Prompt: The lines to repeat are those below from the one containing "#[derive(Debug, Clone, PartialEq)]" down to the one containing "async fn find_by_settlement_id(&self, settlement_id: &str)", both included; reproduce them exactly and nothing else.

(Records contained in a dataset)
************
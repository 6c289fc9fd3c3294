//! Escrow error types.
//!
//! Every failure names the precondition that was violated so the caller
//! can resolve it (wait for another party, reconnect, or switch signer)
//! instead of retrying blindly.

use shared_types::{Address, Amount, PropertyId, Role};
use thiserror::Error;

/// Escrow ledger error type.
#[derive(Debug, Error, Clone, PartialEq, Eq)]
pub enum EscrowError {
    /// Caller lacks the role the operation requires.
    #[error("caller is not {required}")]
    Unauthorized {
        caller: Address,
        required: &'static str,
    },

    /// The operation requires an active listing that does not exist or
    /// has already ended.
    #[error("property {0} is not listed")]
    NotListed(PropertyId),

    /// The property already has an active listing.
    #[error("property {0} is already listed")]
    AlreadyListed(PropertyId),

    /// Earnest deposit must match the escrow amount exactly.
    #[error("deposit of {paid} does not match the required earnest amount {required}")]
    AmountMismatch { paid: Amount, required: Amount },

    /// Finalization requires unanimous approval from buyer, seller, and
    /// lender.
    #[error("approvals still missing from {missing:?}")]
    IncompleteApprovals { missing: Vec<Role> },

    /// Finalization requires a passed inspection.
    #[error("inspection has not passed for property {0}")]
    InspectionNotPassed(PropertyId),

    /// Deposited funds do not cover the purchase price.
    #[error("deposited funds {available} do not cover the purchase price {required}")]
    InsufficientFunds { required: Amount, available: Amount },

    /// No asset is registered under this id.
    #[error("no asset registered under id {0}")]
    UnknownAsset(PropertyId),

    /// An asset transfer was attempted by a party that does not hold it.
    #[error("asset {id} is held by another custodian")]
    NotCustodian { id: PropertyId, holder: Address },

    /// A fund transfer exceeds the payer's balance.
    #[error("balance {available} cannot cover a transfer of {amount}")]
    InsufficientBalance { amount: Amount, available: Amount },

    /// A user account already exists for this address.
    #[error("user already exists")]
    UserAlreadyExists(Address),

    /// No user account is registered for this address.
    #[error("user does not exist")]
    UserNotFound(Address),

    /// A required profile field was empty.
    #[error("{0} cannot be empty")]
    EmptyField(&'static str),

    /// The ledger is unreachable. Read paths degrade instead of failing.
    #[error("escrow ledger is unavailable")]
    Unavailable,
}
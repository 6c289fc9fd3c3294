//! In-memory implementation of [`FundsRail`].

use crate::domain::errors::EscrowError;
use crate::ports::outbound::FundsRail;
use shared_types::{Address, Amount};
use std::collections::HashMap;
use std::sync::RwLock;

/// Account balance book. Unknown addresses hold zero.
pub struct InMemoryFundsRail {
    balances: RwLock<HashMap<Address, Amount>>,
}

impl InMemoryFundsRail {
    pub fn new() -> Self {
        Self {
            balances: RwLock::new(HashMap::new()),
        }
    }

    /// Seeds initial balances.
    pub fn with_balances<I>(accounts: I) -> Self
    where
        I: IntoIterator<Item = (Address, Amount)>,
    {
        Self {
            balances: RwLock::new(accounts.into_iter().collect()),
        }
    }

    /// Credits an address out of thin air. Test and genesis helper.
    pub fn credit(&self, owner: Address, amount: Amount) {
        if let Ok(mut balances) = self.balances.write() {
            let entry = balances.entry(owner).or_insert(0);
            *entry = entry.saturating_add(amount);
        }
    }
}

impl Default for InMemoryFundsRail {
    fn default() -> Self {
        Self::new()
    }
}

impl FundsRail for InMemoryFundsRail {
    fn balance_of(&self, owner: Address) -> Amount {
        self.balances
            .read()
            .map(|b| b.get(&owner).copied().unwrap_or(0))
            .unwrap_or(0)
    }

    fn transfer(&self, from: Address, to: Address, amount: Amount) -> Result<(), EscrowError> {
        let mut balances = self.balances.write().map_err(|_| EscrowError::Unavailable)?;
        let available = balances.get(&from).copied().unwrap_or(0);
        if available < amount {
            return Err(EscrowError::InsufficientBalance { amount, available });
        }
        balances.insert(from, available - amount);
        let to_balance = balances.get(&to).copied().unwrap_or(0);
        balances.insert(to, to_balance.saturating_add(amount));
        Ok(())
    }
}
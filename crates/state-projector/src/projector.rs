//! Snapshot derivation against the live ledger handles.

use crate::snapshot::ContractSnapshot;
use escrow_ledger::domain::errors::EscrowError;
use escrow_ledger::ports::inbound::EscrowRpc;
use escrow_ledger::ports::outbound::AssetRegistry;
use shared_types::PropertyId;
use std::sync::Arc;
use tracing::{debug, warn};

/// Derives [`ContractSnapshot`]s from the escrow ledger and the asset
/// registry.
///
/// Both handles are optional: without a ledger handle the projector is
/// in demo mode and every snapshot is degraded; without a registry the
/// custody cross-check is skipped.
#[derive(Clone)]
pub struct StateProjector {
    escrow: Option<Arc<dyn EscrowRpc>>,
    assets: Option<Arc<dyn AssetRegistry>>,
}

impl StateProjector {
    pub fn new(
        escrow: Option<Arc<dyn EscrowRpc>>,
        assets: Option<Arc<dyn AssetRegistry>>,
    ) -> Self {
        Self { escrow, assets }
    }

    /// A projector wired to a live deployment.
    pub fn connected(escrow: Arc<dyn EscrowRpc>, assets: Arc<dyn AssetRegistry>) -> Self {
        Self::new(Some(escrow), Some(assets))
    }

    /// A projector with no ledger at all (demo mode).
    pub fn detached() -> Self {
        Self::new(None, None)
    }

    pub fn contracts_available(&self) -> bool {
        self.escrow.is_some()
    }

    /// Derives the current snapshot for a listing.
    ///
    /// Never fails: an unreachable ledger degrades to the all-false
    /// snapshot, and a missing asset aborts early leaving the initial
    /// values. Callers re-run this after their own writes; there is no
    /// push channel to wait on.
    pub async fn snapshot(&self, id: PropertyId) -> ContractSnapshot {
        let Some(escrow) = self.escrow.as_ref() else {
            debug!(property_id = id, "no ledger handle, degraded snapshot");
            return ContractSnapshot::unavailable();
        };

        let mut snapshot = ContractSnapshot {
            contracts_available: true,
            ..ContractSnapshot::default()
        };

        match self.fetch(escrow.as_ref(), id, &mut snapshot).await {
            Ok(()) => snapshot,
            Err(EscrowError::Unavailable) => {
                warn!(property_id = id, "ledger unreachable, degraded snapshot");
                ContractSnapshot::unavailable()
            }
            Err(EscrowError::UnknownAsset(_)) => {
                // No such asset: abort early. "Never populated" and
                // "confirmed empty" are the same observable state.
                debug!(property_id = id, "asset not registered, fetch aborted");
                snapshot
            }
            Err(err) => {
                warn!(property_id = id, error = %err, "projection fetch failed");
                snapshot
            }
        }
    }

    async fn fetch(
        &self,
        escrow: &dyn EscrowRpc,
        id: PropertyId,
        snapshot: &mut ContractSnapshot,
    ) -> Result<(), EscrowError> {
        // Custody cross-check: an asset held outside the ledger names
        // its owner directly.
        if let Some(assets) = self.assets.as_ref() {
            let custodian = assets.custodian_of(id)?;
            let ledger_address = escrow.ledger_address().await?;
            if custodian != ledger_address {
                snapshot.owner = Some(custodian);
            }
        }

        let listed = escrow.is_listed(id).await?;
        if listed {
            let buyer = escrow.buyer_of(id).await?;
            let seller = escrow.seller().await?;
            let lender = escrow.lender().await?;
            let inspector = escrow.inspector().await?;

            snapshot.has_bought = escrow.approval(id, buyer).await?;
            snapshot.has_sold = escrow.approval(id, seller).await?;
            snapshot.has_lended = escrow.approval(id, lender).await?;

            // Two-step inspection: the approval bit alone is not enough.
            let inspector_approved = escrow.approval(id, inspector).await?;
            let inspection_passed = escrow.inspection_passed(id).await?;
            snapshot.has_inspected = inspector_approved && inspection_passed;
        } else if snapshot.owner.is_none() {
            // Listing ended while the ledger still holds (or last held)
            // the record: the buyer of record is the owner.
            snapshot.owner = Some(escrow.buyer_of(id).await?);
        }

        Ok(())
    }
}
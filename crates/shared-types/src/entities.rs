//! # Core Domain Entities
//!
//! Fixed-size primitives used by every subsystem.
//!
//! ## Type Decisions
//!
//! - `Amount: u128` - amounts are kept in the smallest currency unit.
//!   u128 covers every practical balance while avoiding a big-integer
//!   dependency.
//! - `Address: [u8; 20]` - Ethereum-style 20-byte account address.

use thiserror::Error;

/// A 20-byte account address.
pub type Address = [u8; 20];

/// Identifier of a property. Shares the id space of the asset registry
/// and the property catalog.
pub type PropertyId = u64;

/// A monetary amount in the smallest currency unit.
pub type Amount = u128;

/// The empty address. Cleared listing fields read back as this value.
pub const ZERO_ADDRESS: Address = [0u8; 20];

/// Errors from parsing an address out of its hex representation.
#[derive(Debug, Error, Clone, PartialEq, Eq)]
pub enum AddressParseError {
    #[error("address must be 20 bytes, got {0}")]
    InvalidLength(usize),

    #[error("invalid hex: {0}")]
    InvalidHex(String),
}

/// Parses a `0x`-prefixed (or bare) hex string into an [`Address`].
pub fn parse_address(input: &str) -> Result<Address, AddressParseError> {
    let stripped = input.strip_prefix("0x").unwrap_or(input);
    let bytes =
        hex::decode(stripped).map_err(|e| AddressParseError::InvalidHex(e.to_string()))?;
    if bytes.len() != 20 {
        return Err(AddressParseError::InvalidLength(bytes.len()));
    }
    let mut address = ZERO_ADDRESS;
    address.copy_from_slice(&bytes);
    Ok(address)
}

/// Formats an address as a full `0x`-prefixed lowercase hex string.
pub fn format_address(address: &Address) -> String {
    format!("0x{}", hex::encode(address))
}

/// Shortened display form: `0x1234...abcd`.
pub fn short_address(address: &Address) -> String {
    let full = format_address(address);
    format!("{}...{}", &full[..6], &full[full.len() - 4..])
}
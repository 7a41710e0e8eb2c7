//! Health check handler module

use crate::{
    application::use_cases::HealthCheckUseCase,
    infrastructure::http::responses::ResponseFormatter,
};
use std::sync::Arc;
use warp::http::StatusCode;

/// Handle health check requests
pub async fn handle_health_request(
    health_use_case: Arc<HealthCheckUseCase>,
) -> Result<warp::reply::Response, warp::Rejection> {
    match health_use_case.execute().await {
        Ok(health) => Ok(ResponseFormatter::json(&health, StatusCode::OK)),
        Err(e) => Ok(ResponseFormatter::from_app_error(&e)),
    }
}
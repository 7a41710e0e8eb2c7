//! HTTP responses module
//!
//! JSON and text replies with the headers every endpoint carries.

use serde::Serialize;
use warp::http::header::{HeaderValue, CACHE_CONTROL, CONTENT_TYPE, X_CONTENT_TYPE_OPTIONS};
use warp::http::StatusCode;
use warp::reply::Response;
use warp::Reply;

use crate::shared::error::AppError;

/// Response formatter for HTTP responses
pub struct ResponseFormatter;

impl ResponseFormatter {
    /// JSON body with the given status
    pub fn json<T: Serialize>(body: &T, status: StatusCode) -> Response {
        let mut response = warp::reply::with_status(warp::reply::json(body), status).into_response();
        Self::harden(&mut response);
        response
    }

    /// Plain text body, used for the Prometheus exposition
    pub fn text(body: String, content_type: &'static str) -> Response {
        let mut response = warp::reply::with_status(body, StatusCode::OK).into_response();
        response
            .headers_mut()
            .insert(CONTENT_TYPE, HeaderValue::from_static(content_type));
        Self::harden(&mut response);
        response
    }

    /// Error body and status for an application error
    pub fn from_app_error(error: &AppError) -> Response {
        Self::json(&error.to_json(), error.http_status_code())
    }

    fn harden(response: &mut Response) {
        let headers = response.headers_mut();
        headers.insert(X_CONTENT_TYPE_OPTIONS, HeaderValue::from_static("nosniff"));
        headers.insert(CACHE_CONTROL, HeaderValue::from_static("no-store"));
    }
}
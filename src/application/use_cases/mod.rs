//! Use cases - Entry points that do not need a full service

pub mod health_check;

pub use health_check::HealthCheckUseCase;
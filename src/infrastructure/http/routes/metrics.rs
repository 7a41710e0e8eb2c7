//! Metrics routes module

use crate::{
    infrastructure::adapters::MonitoringAdapter,
    infrastructure::http::{handlers::handle_prometheus_request, utils::with_monitoring_adapter},
};
use std::sync::Arc;
use warp::Filter;

/// Metrics routes configuration
pub struct MetricsRoutes;

impl MetricsRoutes {
    /// Create the Prometheus metrics endpoint route
    pub fn create_prometheus_route(
        monitoring: Arc<MonitoringAdapter>,
    ) -> impl Filter<Extract = impl warp::Reply, Error = warp::Rejection> + Clone {
        warp::path("metrics")
            .and(warp::path::end())
            .and(warp::get())
            .and(with_monitoring_adapter(monitoring))
            .and_then(handle_prometheus_request)
    }
}
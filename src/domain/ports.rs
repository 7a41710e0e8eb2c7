//! Ports implemented by infrastructure adapters

use async_trait::async_trait;
use thiserror::Error;

use super::order::{Order, OrderPaymentRecord};
use super::payments::{Payment, Refund, Settlement, UnattachedSettlement};
use crate::shared::error::{AppError, AppResult};

/// Failure of a single gateway query
#[derive(Error, Debug, Clone, PartialEq, Eq)]
pub enum GatewayError {
    #[error("resource not found")]
    NotFound,

    /// Timeout, transport failure or 5xx; retry later
    #[error("gateway unavailable: {0}")]
    Unavailable(String),

    /// Credentials rejected; needs operator attention
    #[error("gateway rejected credentials: {0}")]
    Unauthorized(String),

    /// The gateway answered with something we could not interpret
    #[error("unexpected gateway response: {0}")]
    Protocol(String),
}

impl From<GatewayError> for AppError {
    fn from(err: GatewayError) -> Self {
        match err {
            GatewayError::NotFound => AppError::NotFound("gateway resource".into()),
            GatewayError::Unavailable(msg) => AppError::GatewayUnavailable(msg),
            GatewayError::Unauthorized(msg) => AppError::GatewayUnauthorized(msg),
            GatewayError::Protocol(msg) => AppError::GatewayUnavailable(msg),
        }
    }
}

pub type GatewayResult<T> = Result<T, GatewayError>;

/// Read-only view of the payment gateway
#[async_trait]
pub trait PaymentGateway: Send + Sync {
    async fn fetch_payment(&self, payment_id: &str) -> GatewayResult<Payment>;

    /// `currency` scales entries that omit their own currency; `None` means
    /// the adapter's configured default.
    async fn fetch_transfers(&self, source_payment_id: &str, currency: Option<&str>) -> GatewayResult<Vec<Settlement>>;

    async fn fetch_refunds(&self, payment_id: &str, currency: Option<&str>) -> GatewayResult<Vec<Refund>>;
}

/// Result of a conditional write
#[derive(Debug, Clone, PartialEq)]
pub enum WriteOutcome {
    Written(Order),
    /// The stored version moved since it was read
    VersionConflict,
}

/// Persistence for orders and their embedded payment record
#[async_trait]
pub trait OrderRepository: Send + Sync {
    /// Insert a new order; fails if the id or its payment id is already taken
    async fn insert(&self, order: Order) -> AppResult<Order>;

    async fn get(&self, order_id: &str) -> AppResult<Option<Order>>;

    async fn find_by_payment_id(&self, payment_id: &str) -> AppResult<Option<Order>>;

    async fn find_by_settlement_id(&self, settlement_id: &str) -> AppResult<Option<Order>>;

    /// Replace the payment record only if the stored version equals `expected_version`
    async fn compare_and_swap(
        &self,
        order_id: &str,
        expected_version: u64,
        payment: OrderPaymentRecord,
    ) -> AppResult<WriteOutcome>;

    /// Cheap connectivity probe for health checks
    async fn ping(&self) -> AppResult<()>;
}

/// Settlements seen before the payment they belong to is known
#[async_trait]
pub trait UnattachedSettlementRepository: Send + Sync {
    async fn put(&self, settlement: UnattachedSettlement) -> AppResult<()>;

    /// Remove and return the settlement, if present
    async fn take(&self, settlement_id: &str) -> AppResult<Option<UnattachedSettlement>>;

    async fn list(&self) -> AppResult<Vec<UnattachedSettlement>>;
}
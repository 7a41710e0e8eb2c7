use anyhow::Context;
use settlement_reconciler::shared::LoggingUtils;
use settlement_reconciler::{AppConfig, HttpServer};
use tracing::info;

#[tokio::main]
async fn main() -> anyhow::Result<()> {
    // Load configuration first; logging settings live in it
    let config = AppConfig::load().context("Failed to load configuration")?;

    LoggingUtils::initialize(&config.logging.level, &config.logging.format)
        .context("Failed to initialize logging")?;

    info!(version = env!("CARGO_PKG_VERSION"), "Starting settlement reconciler");

    let server = HttpServer::new(config)
        .await
        .context("Failed to initialize server")?;

    info!("Server starting on {}", server.config().server_address());
    server.run().await.context("Server error")?;

    Ok(())
}
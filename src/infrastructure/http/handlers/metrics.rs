//! Prometheus exposition handler

use crate::{
    infrastructure::adapters::MonitoringAdapter,
    infrastructure::http::responses::ResponseFormatter,
};
use std::sync::Arc;

/// Handle Prometheus metrics requests
pub async fn handle_prometheus_request(
    monitoring: Arc<MonitoringAdapter>,
) -> Result<warp::reply::Response, warp::Rejection> {
    match monitoring.get_prometheus_metrics() {
        Ok(text) => Ok(ResponseFormatter::text(text, "text/plain; version=0.0.4; charset=utf-8")),
        Err(e) => Ok(ResponseFormatter::from_app_error(&e)),
    }
}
************
Solution below:
#[derive(Debug, Clone, PartialEq)]
pub enum WriteOutcome {
    Written(Order),
    /// The stored version moved since it was read
    VersionConflict,
}

/// Persistence for orders and their embedded payment record
#[async_trait]
pub trait OrderRepository: Send + Sync {
    /// Insert a new order; fails if the id or its payment id is already taken
    async fn insert(&self, order: Order) -> AppResult<Order>;

    async fn get(&self, order_id: &str) -> AppResult<Option<Order>>;

    async fn find_by_payment_id(&self, payment_id: &str) -> AppResult<Option<Order>>;

    async fn find_by_settlement_id(&self, settlement_id: &str) -> AppResult<Option<Order>>;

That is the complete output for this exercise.